TASK DETAILS
Lines from the one containing "let payload = self.tokens.verify(token)?;" through the end of the material below should be given again exactly, with no others.

RECORDS FOR THIS EXERCISE

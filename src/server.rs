//! Session server
//!
//! Builds a [`Connection`] for every accepted socket, wires the control
//! protocol onto it and keeps it registered. The server is the
//! [`SubscriptionTracker`] for every connection it creates and the
//! [`ConnectionResolver`] behind transfer requests.
//!
//! When a connection closes it leaves the topic index at once, so broadcasts
//! stop targeting the dead socket. It stays resolvable by id for
//! `dispose_meta_after` so a reconnecting client can still transfer from it,
//! and is then forgotten.

use std::sync::{Arc, Weak};
use std::time::Duration;

use serde_json::Value;
use tokio::sync::mpsc::UnboundedSender;
use tokio::task::JoinHandle;
use tracing::{debug, info, warn};
use tungstenite::handshake::server::Request;
use tungstenite::protocol::Message as WsMessage;

use crate::broker::SubscriptionRegistry;
use crate::config::SessionSettings;
use crate::connection::{Connection, SubscriptionTracker};
use crate::protocol::{self, ConnectionResolver, ProtocolOptions};
use crate::token::TokenCodec;
use crate::transport::message::{self, Channel};
use crate::utils::error::{Result, SessionError};

pub const DEFAULT_ALGORITHM: &str = "HS256";
pub const DEFAULT_DISPOSE_META_AFTER: Duration = Duration::from_secs(30 * 60);

/// Extra admission check run on every handshake request.
pub type RequestFilter = Arc<dyn Fn(&Request) -> bool + Send + Sync>;

/// Called with every newly registered connection.
pub type ConnectionHook = Arc<dyn Fn(&Arc<SessionServer>, &Arc<Connection>) + Send + Sync>;

#[derive(Clone)]
pub struct ServerOptions {
    pub private_key: String,
    pub public_key: Option<String>,
    pub algorithm: String,
    pub request_filter: Option<RequestFilter>,
    pub dispose_meta_after: Duration,
    pub on_connection: Option<ConnectionHook>,
}

impl ServerOptions {
    pub fn new(private_key: impl Into<String>) -> Self {
        Self {
            private_key: private_key.into(),
            public_key: None,
            algorithm: DEFAULT_ALGORITHM.to_string(),
            request_filter: None,
            dispose_meta_after: DEFAULT_DISPOSE_META_AFTER,
            on_connection: None,
        }
    }

    pub fn from_settings(settings: &SessionSettings) -> Self {
        Self {
            private_key: settings.private_key.clone().unwrap_or_default(),
            public_key: settings.public_key.clone(),
            algorithm: settings.algorithm.clone(),
            request_filter: None,
            dispose_meta_after: Duration::from_secs(settings.dispose_meta_after_secs),
            on_connection: None,
        }
    }

    pub fn with_public_key(mut self, public_key: impl Into<String>) -> Self {
        self.public_key = Some(public_key.into());
        self
    }

    pub fn with_algorithm(mut self, algorithm: impl Into<String>) -> Self {
        self.algorithm = algorithm.into();
        self
    }

    pub fn with_request_filter(
        mut self,
        filter: impl Fn(&Request) -> bool + Send + Sync + 'static,
    ) -> Self {
        self.request_filter = Some(Arc::new(filter));
        self
    }

    pub fn with_dispose_meta_after(mut self, after: Duration) -> Self {
        self.dispose_meta_after = after;
        self
    }

    pub fn with_on_connection(
        mut self,
        hook: impl Fn(&Arc<SessionServer>, &Arc<Connection>) + Send + Sync + 'static,
    ) -> Self {
        self.on_connection = Some(Arc::new(hook));
        self
    }
}

pub struct SessionServer {
    registry: SubscriptionRegistry,
    tokens: Arc<TokenCodec>,
    request_filter: Option<RequestFilter>,
    on_connection: Option<ConnectionHook>,
    dispose_meta_after: Duration,
}

impl SessionServer {
    /// Fails when the keys don't suit the configured algorithm.
    pub fn new(options: ServerOptions) -> Result<Arc<Self>> {
        let tokens = TokenCodec::new(
            &options.algorithm,
            &options.private_key,
            options.public_key.as_deref(),
        )?;
        Ok(Arc::new(Self {
            registry: SubscriptionRegistry::new(),
            tokens: Arc::new(tokens),
            request_filter: options.request_filter,
            on_connection: options.on_connection,
            dispose_meta_after: options.dispose_meta_after,
        }))
    }

    pub fn registry(&self) -> &SubscriptionRegistry {
        &self.registry
    }

    pub fn tokens(&self) -> &TokenCodec {
        &self.tokens
    }

    pub fn request_filter(&self) -> Option<RequestFilter> {
        self.request_filter.clone()
    }

    pub fn connection(&self, id: &str) -> Option<Arc<Connection>> {
        self.registry.connection(id)
    }

    pub fn connection_count(&self) -> usize {
        self.registry.connection_count()
    }

    pub fn subscribers(&self, topic: &str) -> Vec<Arc<Connection>> {
        self.registry.subscribers(topic)
    }

    /// Creates a connection for an accepted socket, wires the control
    /// protocol onto it and registers it.
    pub fn attach(
        self: &Arc<Self>,
        remote_address: impl Into<String>,
        outbound: UnboundedSender<WsMessage>,
    ) -> Arc<Connection> {
        let tracker: Weak<dyn SubscriptionTracker> = Arc::downgrade(self) as Weak<dyn SubscriptionTracker>;
        let connection = Connection::new(remote_address, outbound, tracker);

        protocol::apply_protocol(ProtocolOptions {
            connection: connection.clone(),
            tokens: self.tokens.clone(),
            resolver: self.clone(),
        });
        self.registry.register_connection(connection.clone());
        self.spawn_disposal(&connection);

        info!(
            connection_id = %connection.id(),
            address = %connection.remote_address(),
            "connection registered"
        );

        if let Some(hook) = &self.on_connection {
            hook(self, &connection);
        }
        connection
    }

    fn spawn_disposal(self: &Arc<Self>, connection: &Arc<Connection>) {
        let server = Arc::downgrade(self);
        let connection = connection.clone();
        let grace = self.dispose_meta_after;
        tokio::spawn(async move {
            connection.closed().await;
            match server.upgrade() {
                Some(server) => server.registry.detach_connection(connection.id()),
                None => return,
            }
            tokio::time::sleep(grace).await;
            if let Some(server) = server.upgrade() {
                server.registry.cleanup_connection(connection.id());
            }
        });
    }

    /// Broadcasts `payload` to every connection subscribed to `topic`.
    ///
    /// Returns `None` straight away when nobody is subscribed. Otherwise the
    /// sends happen on a later scheduling turn and the handle resolves to the
    /// number of connections the frame was queued for.
    pub fn send_data(self: &Arc<Self>, topic: &str, payload: Value) -> Option<JoinHandle<usize>> {
        if !self.registry.has_subscribers(topic) {
            return None;
        }
        let frame = message::serialize(Channel::Data, topic, &payload);
        let server = self.clone();
        let topic = topic.to_string();
        Some(tokio::spawn(async move {
            let subscribers = server.registry.subscribers(&topic);
            let sent = subscribers
                .iter()
                .filter(|connection| connection.send_frame(&frame))
                .count();
            debug!(topic = %topic, sent, "broadcast");
            sent
        }))
    }

    /// Callback form of [`send_data`](Self::send_data). The callback runs once
    /// all sends have been issued; it does not run when nobody is subscribed.
    pub fn send_data_with(
        self: &Arc<Self>,
        topic: &str,
        payload: Value,
        callback: impl FnOnce(usize) + Send + 'static,
    ) {
        if let Some(handle) = self.send_data(topic, payload) {
            tokio::spawn(async move {
                match handle.await {
                    Ok(sent) => callback(sent),
                    Err(e) => warn!(error = %e, "broadcast task failed"),
                }
            });
        }
    }
}

impl SubscriptionTracker for SessionServer {
    fn register_subscription(&self, connection: &Arc<Connection>, topic: &str) {
        self.registry.subscribe(topic, connection);
    }

    fn unregister_subscription(&self, connection: &Arc<Connection>, topic: &str) {
        self.registry.unsubscribe(topic, connection.id());
    }
}

impl ConnectionResolver for SessionServer {
    /// A token presented from an address other than the one it was issued to
    /// is treated as stolen: the connection it names is closed and the lookup
    /// fails.
    fn get_connection(&self, token: &str, address: &str) -> Result<Arc<Connection>> {
        let payload = self.tokens.verify(token)?;
        let connection = self.registry.connection(&payload.client_id);
        if payload.address != address {
            if let Some(connection) = connection {
                warn!(
                    connection_id = %connection.id(),
                    expected = %payload.address,
                    actual = %address,
                    "token presented from a different address, closing its connection"
                );
                connection.close();
            }
            return Err(SessionError::AddressMismatch {
                expected: payload.address,
                actual: address.to_string(),
            });
        }
        connection.ok_or(SessionError::UnknownConnection(payload.client_id))
    }
}

#[cfg(test)]
mod tests;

THE ANSWER
        let payload = self.tokens.verify(token)?;
        let connection = self.registry.connection(&payload.client_id);
        if payload.address != address {
            if let Some(connection) = connection {
                warn!(
                    connection_id = %connection.id(),
                    expected = %payload.address,
                    actual = %address,
                    "token presented from a different address, closing its connection"
                );
                connection.close();
            }
            return Err(SessionError::AddressMismatch {
                expected: payload.address,
                actual: address.to_string(),
            });
        }
        connection.ok_or(SessionError::UnknownConnection(payload.client_id))
    }
}

#[cfg(test)]
mod tests;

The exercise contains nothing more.